ELIOT'S large library, to which Crane and his party were led on their arrival, looked as only a room can look which has been occupied for several hours by a number of idle men. All the sofa cushions were on the floor, all the newspapers were on the sofas, cigarette ashes were everywhere, and the air was heavy with a combination of wood and tobacco smoke, everybody's hair was ruffled, as if they had all been sitting on the back of their heads, and Eliot, himself, now standing commandingly on the hearth-rug, was saying:

"Yes, and he did not have a sound leg when he bought him, and that must have been in 1909, for I remember it was the last year I went to Melton—" He broke off reluctantly to greet his guests.

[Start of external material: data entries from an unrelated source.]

//! Prompt-driven calculator session.
//!
//! Input lines are parsed into [`Action`]s and applied to a [`Session`], which
//! owns the property data and selection for the lifetime of the process.

use anyhow::{Context, Result, anyhow, bail};
use homevalue_core::{Area, Catalog, Condition, PropertyData, PropertyType, Selection, estimate};
use rust_decimal::Decimal;
use std::io::{self, BufRead, Write};

use crate::config::Config;
use crate::render::{format_currency, render_catalog, render_result};

#[derive(Debug, Clone, PartialEq)]
pub enum Action {
    Value(Decimal),
    SquareFeet(u32),
    Bedrooms(u32),
    Bathrooms(f64),
    YearBuilt(i32),
    Type(PropertyType),
    Rate(Area, Condition),
    Note(String),
    /// Catalog id or 1-based catalog number
    Toggle(String),
    List,
    Show,
    Calculate,
    Reset,
    Help,
    Quit,
}

pub fn parse_action(line: &str) -> Result<Action> {
    let line = line.trim();
    let (cmd, rest) = line.split_once(char::is_whitespace).unwrap_or((line, ""));
    let rest = rest.trim();

    let action = match cmd.to_lowercase().as_str() {
        "value" => Action::Value(parse_amount(rest)?),
        "sqft" => Action::SquareFeet(rest.parse().context("square feet must be a whole number")?),
        "beds" | "bedrooms" => {
            Action::Bedrooms(rest.parse().context("bedrooms must be a whole number")?)
        }
        "baths" | "bathrooms" => {
            Action::Bathrooms(rest.parse().context("bathrooms must be a number")?)
        }
        "year" => Action::YearBuilt(rest.parse().context("year built must be a number")?),
        "type" => Action::Type(rest.parse()?),
        "rate" => {
            let (area, rating) = rest
                .split_once(char::is_whitespace)
                .ok_or_else(|| anyhow!("usage: rate <area> <excellent|good|fair|poor>"))?;
            Action::Rate(area.parse()?, rating.parse()?)
        }
        "note" => Action::Note(rest.to_string()),
        "toggle" | "t" if !rest.is_empty() => Action::Toggle(rest.to_string()),
        "list" | "ls" => Action::List,
        "show" => Action::Show,
        "calc" | "calculate" => Action::Calculate,
        "reset" => Action::Reset,
        "help" | "?" => Action::Help,
        "quit" | "exit" | "q" => Action::Quit,
        "" => bail!("empty input"),
        // Bare number or id toggles
        _ if rest.is_empty() => Action::Toggle(cmd.to_string()),
        other => bail!("unknown command: {other} (try 'help')"),
    };
    Ok(action)
}

/// Accepts "300000", "300,000", "$300,000.50"
fn parse_amount(s: &str) -> Result<Decimal> {
    let cleaned: String = s.chars().filter(|c| !matches!(c, '$' | ',' | '_' | ' ')).collect();
    cleaned
        .parse::<Decimal>()
        .with_context(|| format!("not a valid amount: '{s}'"))
}

pub struct Session<'a> {
    catalog: &'a Catalog,
    config: &'a Config,
    pub property: PropertyData,
    pub selection: Selection,
}

impl<'a> Session<'a> {
    pub fn new(catalog: &'a Catalog, config: &'a Config) -> Self {
        Self {
            catalog,
            config,
            property: fresh_property(config),
            selection: Selection::new(),
        }
    }

    /// Apply one action, returning text to show. `None` means quit.
    pub fn apply(&mut self, action: Action) -> Result<Option<String>> {
        let config = self.config;
        let sym = &config.display.currency_symbol;
        let msg = match action {
            Action::Value(v) => {
                self.property.current_value = v;
                format!("Current value: {}", format_currency(v, sym))
            }
            Action::SquareFeet(n) => {
                self.property.square_feet = n;
                format!("Square feet: {n}")
            }
            Action::Bedrooms(n) => {
                self.property.bedrooms = n;
                format!("Bedrooms: {n}")
            }
            Action::Bathrooms(n) => {
                self.property.bathrooms = n;
                format!("Bathrooms: {n}")
            }
            Action::YearBuilt(y) => {
                self.property.year_built = y;
                format!("Year built: {y}")
            }
            Action::Type(t) => {
                self.property.property_type = t;
                format!("Property type: {t}")
            }
            Action::Rate(area, condition) => {
                self.property.conditions.set(area, condition);
                format!("{area} condition: {condition}")
            }
            Action::Note(text) => {
                self.property.notes = text;
                "Notes updated".to_string()
            }
            Action::Toggle(key) => self.toggle(&key)?,
            Action::List => self.list(),
            Action::Show => self.show(),
            Action::Calculate => match estimate(self.catalog, &self.selection, &self.property) {
                Ok(result) => render_result(&result, &self.property, &config.display),
                Err(e) => {
                    tracing::debug!(error = %e, "estimate rejected");
                    e.user_message().to_string()
                }
            },
            Action::Reset => {
                self.property = fresh_property(config);
                self.selection.clear();
                "Calculator reset".to_string()
            }
            Action::Help => HELP.to_string(),
            Action::Quit => return Ok(None),
        };
        Ok(Some(msg))
    }

    fn resolve(&self, key: &str) -> Result<&'a str> {
        let catalog = self.catalog;
        if let Ok(n) = key.parse::<usize>() {
            return catalog
                .all()
                .get(n.wrapping_sub(1))
                .map(|r| r.id.as_str())
                .ok_or_else(|| anyhow!("no improvement numbered {n} (1-{})", catalog.len()));
        }
        catalog
            .get(key)
            .map(|r| r.id.as_str())
            .ok_or_else(|| anyhow!("unknown improvement: {key}"))
    }

    fn toggle(&mut self, key: &str) -> Result<String> {
        let id = self.resolve(key)?;
        let title = self.catalog.get(id).map(|r| r.title.as_str()).unwrap_or(id);
        let msg = if self.selection.toggle(id) {
            format!("Selected {title}")
        } else {
            format!("Deselected {title}")
        };
        Ok(format!("{msg} ({} selected)", self.selection.len()))
    }

    fn list(&self) -> String {
        let mut out = String::new();
        for line in render_catalog(self.catalog, &self.config.display).lines() {
            // Mark selected cards
            let marked = self
                .catalog
                .all()
                .iter()
                .find(|r| line.ends_with(&format!("[{}]", r.id)))
                .is_some_and(|r| self.selection.contains(&r.id));
            out.push_str(if marked { "* " } else { "  " });
            out.push_str(line);
            out.push('\n');
        }
        out
    }

    fn show(&self) -> String {
        let p = &self.property;
        let mut out = format!(
            "Value: {} | {} | {} sq ft | {} bd / {} ba | built {}\n",
            format_currency(p.current_value, &self.config.display.currency_symbol),
            p.property_type,
            p.square_feet,
            p.bedrooms,
            p.bathrooms,
            p.year_built,
        );
        let ratings: Vec<_> = Area::ALL
            .iter()
            .map(|a| format!("{a}={}", p.conditions.get(*a)))
            .collect();
        out.push_str(&format!("Conditions: {}\n", ratings.join(", ")));
        if !p.notes.is_empty() {
            out.push_str(&format!("Notes: {}\n", p.notes));
        }
        let ids: Vec<_> = self.selection.iter().collect();
        out.push_str(&format!(
            "Selected: {}",
            if ids.is_empty() { "(none)".to_string() } else { ids.join(", ") }
        ));
        out
    }
}

fn fresh_property(config: &Config) -> PropertyData {
    PropertyData::default().with_property_type(config.property.default_type)
}

const HELP: &str = "\
Commands:
  value <amount>          current home value
  sqft | beds | baths | year <n>
  type <single-family|condo|townhouse|multi-family>
  rate <kitchen|bathroom|flooring|exterior> <excellent|good|fair|poor>
  note <text>
  list                    show improvements (* = selected)
  <n> | <id>              toggle an improvement
  show                    current property + selection
  calc                    compute the estimate
  reset                   clear everything
  quit";

pub fn run_interactive(catalog: &Catalog, config: &Config) -> Result<()> {
    let mut session = Session::new(catalog, config);
    println!("Home value calculator (type 'help' for commands)\n");
    println!("{}", session.list());

    let stdin = io::stdin();
    let mut lines = stdin.lock().lines();
    loop {
        print!("> ");
        io::stdout().flush().ok();
        let Some(line) = lines.next() else { break };
        let line = line.context("read stdin")?;
        if line.trim().is_empty() {
            continue;
        }

        let outcome = parse_action(&line).and_then(|a| session.apply(a));
        match outcome {
            Ok(Some(msg)) => println!("{msg}"),
            Ok(None) => break,
            Err(e) => println!("error: {e:#}"),
        }
    }
    Ok(())
}

#[cfg(test)]
mod tests {
    use super::*;
    use rust_decimal_macros::dec;

    #[test]
    fn test_parse_actions() {
        assert_eq!(parse_action("value $300,000").unwrap(), Action::Value(dec!(300000)));
        assert_eq!(parse_action("baths 2.5").unwrap(), Action::Bathrooms(2.5));
        assert_eq!(
            parse_action("rate kitchen poor").unwrap(),
            Action::Rate(Area::Kitchen, Condition::Poor)
        );
        assert_eq!(parse_action("4").unwrap(), Action::Toggle("4".into()));
        assert_eq!(parse_action("landscaping").unwrap(), Action::Toggle("landscaping".into()));
        assert_eq!(parse_action("CALC").unwrap(), Action::Calculate);
        assert!(parse_action("value lots").is_err());
        assert!(parse_action("frobnicate now").is_err());
    }

    #[test]
    fn test_session_toggle_and_calculate() {
        let config = Config::default();
        let mut s = Session::new(Catalog::builtin(), &config);

        s.apply(Action::Value(dec!(300000))).unwrap();
        s.apply(Action::Toggle("exterior-painting".into())).unwrap();
        s.apply(Action::Toggle("5".into())).unwrap();
        assert_eq!(s.selection.iter().collect::<Vec<_>>(), ["exterior-painting", "landscaping"]);

        let out = s.apply(Action::Calculate).unwrap().unwrap();
        assert!(out.contains("+3.17%"));
        assert!(out.contains("Average ROI:        106%"));
    }

    #[test]
    fn test_toggle_twice_deselects() {
        let config = Config::default();
        let mut s = Session::new(Catalog::builtin(), &config);
        s.apply(Action::Toggle("1".into())).unwrap();
        let msg = s.apply(Action::Toggle("kitchen-remodel".into())).unwrap().unwrap();
        assert!(msg.starts_with("Deselected Kitchen Remodel"));
        assert!(s.selection.is_empty());
    }

    #[test]
    fn test_unknown_toggle_is_error() {
        let config = Config::default();
        let mut s = Session::new(Catalog::builtin(), &config);
        assert!(s.apply(Action::Toggle("0".into())).is_err());
        assert!(s.apply(Action::Toggle("13".into())).is_err());
        assert!(s.apply(Action::Toggle("hot-tub".into())).is_err());
    }

    #[test]
    fn test_calculate_validates_like_the_form() {
        let config = Config::default();
        let mut s = Session::new(Catalog::builtin(), &config);
        s.apply(Action::Toggle("landscaping".into())).unwrap();
        let out = s.apply(Action::Calculate).unwrap().unwrap();
        assert_eq!(out, "Please enter a valid current home value");

        s.apply(Action::Toggle("landscaping".into())).unwrap();
        s.apply(Action::Value(dec!(200000))).unwrap();
        let out = s.apply(Action::Calculate).unwrap().unwrap();
        assert_eq!(out, "Please select at least one improvement");
    }

    #[test]
    fn test_calculate_with_out_of_range_value() {
        let config = Config::default();
        let mut s = Session::new(Catalog::builtin(), &config);
        s.apply(Action::Toggle("landscaping".into())).unwrap();
        s.apply(Action::Value(Decimal::MAX)).unwrap();
        let out = s.apply(Action::Calculate).unwrap().unwrap();
        assert_eq!(out, "Please enter a realistic current home value");
    }

    #[test]
    fn test_reset_restores_defaults() {
        let mut config = Config::default();
        config.property.default_type = PropertyType::Townhouse;
        let mut s = Session::new(Catalog::builtin(), &config);
        s.apply(Action::Value(dec!(500000))).unwrap();
        s.apply(Action::Rate(Area::Exterior, Condition::Fair)).unwrap();
        s.apply(Action::Toggle("2".into())).unwrap();

        s.apply(Action::Reset).unwrap();
        assert!(s.selection.is_empty());
        assert_eq!(s.property.current_value, Decimal::ZERO);
        assert_eq!(s.property.conditions.exterior, Condition::Good);
        assert_eq!(s.property.property_type, PropertyType::Townhouse);
    }

    #[test]
    fn test_list_marks_selected() {
        let config = Config::default();
        let mut s = Session::new(Catalog::builtin(), &config);
        s.apply(Action::Toggle("smart-home".into())).unwrap();
        let listing = s.list();
        assert!(listing.lines().any(|l| l.starts_with("* ") && l.contains("[smart-home]")));
        assert!(listing.lines().any(|l| l.starts_with("  ") && l.contains("[garage-door]")));
    }

    #[test]
    fn test_quit() {
        let config = Config::default();
        let mut s = Session::new(Catalog::builtin(), &config);
        assert!(s.apply(Action::Quit).unwrap().is_none());
    }
}
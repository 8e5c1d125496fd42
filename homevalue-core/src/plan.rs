//! Recommendation ordering and phased timeline grouping

use serde::Serialize;

use crate::improvement::{ImprovementRecord, Phase};

/// One scheduled improvement with its position in the overall sequence
#[derive(Debug, Clone, PartialEq, Serialize)]
pub struct TimelineEntry {
    /// 1-based, counted across all phases
    pub marker: usize,
    pub item: ImprovementRecord,
}

#[derive(Debug, Clone, PartialEq, Serialize)]
pub struct TimelinePhase {
    pub phase: Phase,
    pub name: &'static str,
    pub entries: Vec<TimelineEntry>,
}

/// Order items high → medium → low, keeping catalog order within a priority
pub fn group_for_recommendation(items: &[&ImprovementRecord]) -> Vec<ImprovementRecord> {
    let mut sorted: Vec<ImprovementRecord> = items.iter().map(|i| (*i).clone()).collect();
    // sort_by_key is stable
    sorted.sort_by_key(|i| i.priority.rank());
    sorted
}

/// Group items into the fixed phase sequence, skipping empty phases.
///
/// Markers run 1..=n over the items in phase order, so an omitted phase
/// leaves no gap in the numbering.
pub fn group_for_timeline(items: &[&ImprovementRecord]) -> Vec<TimelinePhase> {
    let mut marker = 0;
    let mut phases = Vec::new();

    for phase in Phase::ALL {
        let mut entries = Vec::new();
        for item in items.iter().filter(|i| i.priority == phase.priority()) {
            marker += 1;
            entries.push(TimelineEntry {
                marker,
                item: (*item).clone(),
            });
        }
        if !entries.is_empty() {
            phases.push(TimelinePhase {
                phase,
                name: phase.name(),
                entries,
            });
        }
    }

    phases
}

Lefferts, who looked peculiarly neat and fresh among his companions, approached Burton, who was beside Mrs. Falkener.

"They have been talking for three hours," he observed, "about a splint on the nigh foreleg of a gray horse that doesn't belong to any of them. Sit down, Mrs. Falkener, and let us have a little rational conversation. Doesn't that idea attract you?"

"Not particularly, since you ask me," replied Mrs. Falkener, not deigning even to look at the poet, but sweeping her head about slowly as if scanning vast horizons.

"The rational doesn't attract you," Lefferts went on cheerfully. "Well, then we must try something else. How about the fantastic-sardonical, or the comic-fantastical, or even better, the—"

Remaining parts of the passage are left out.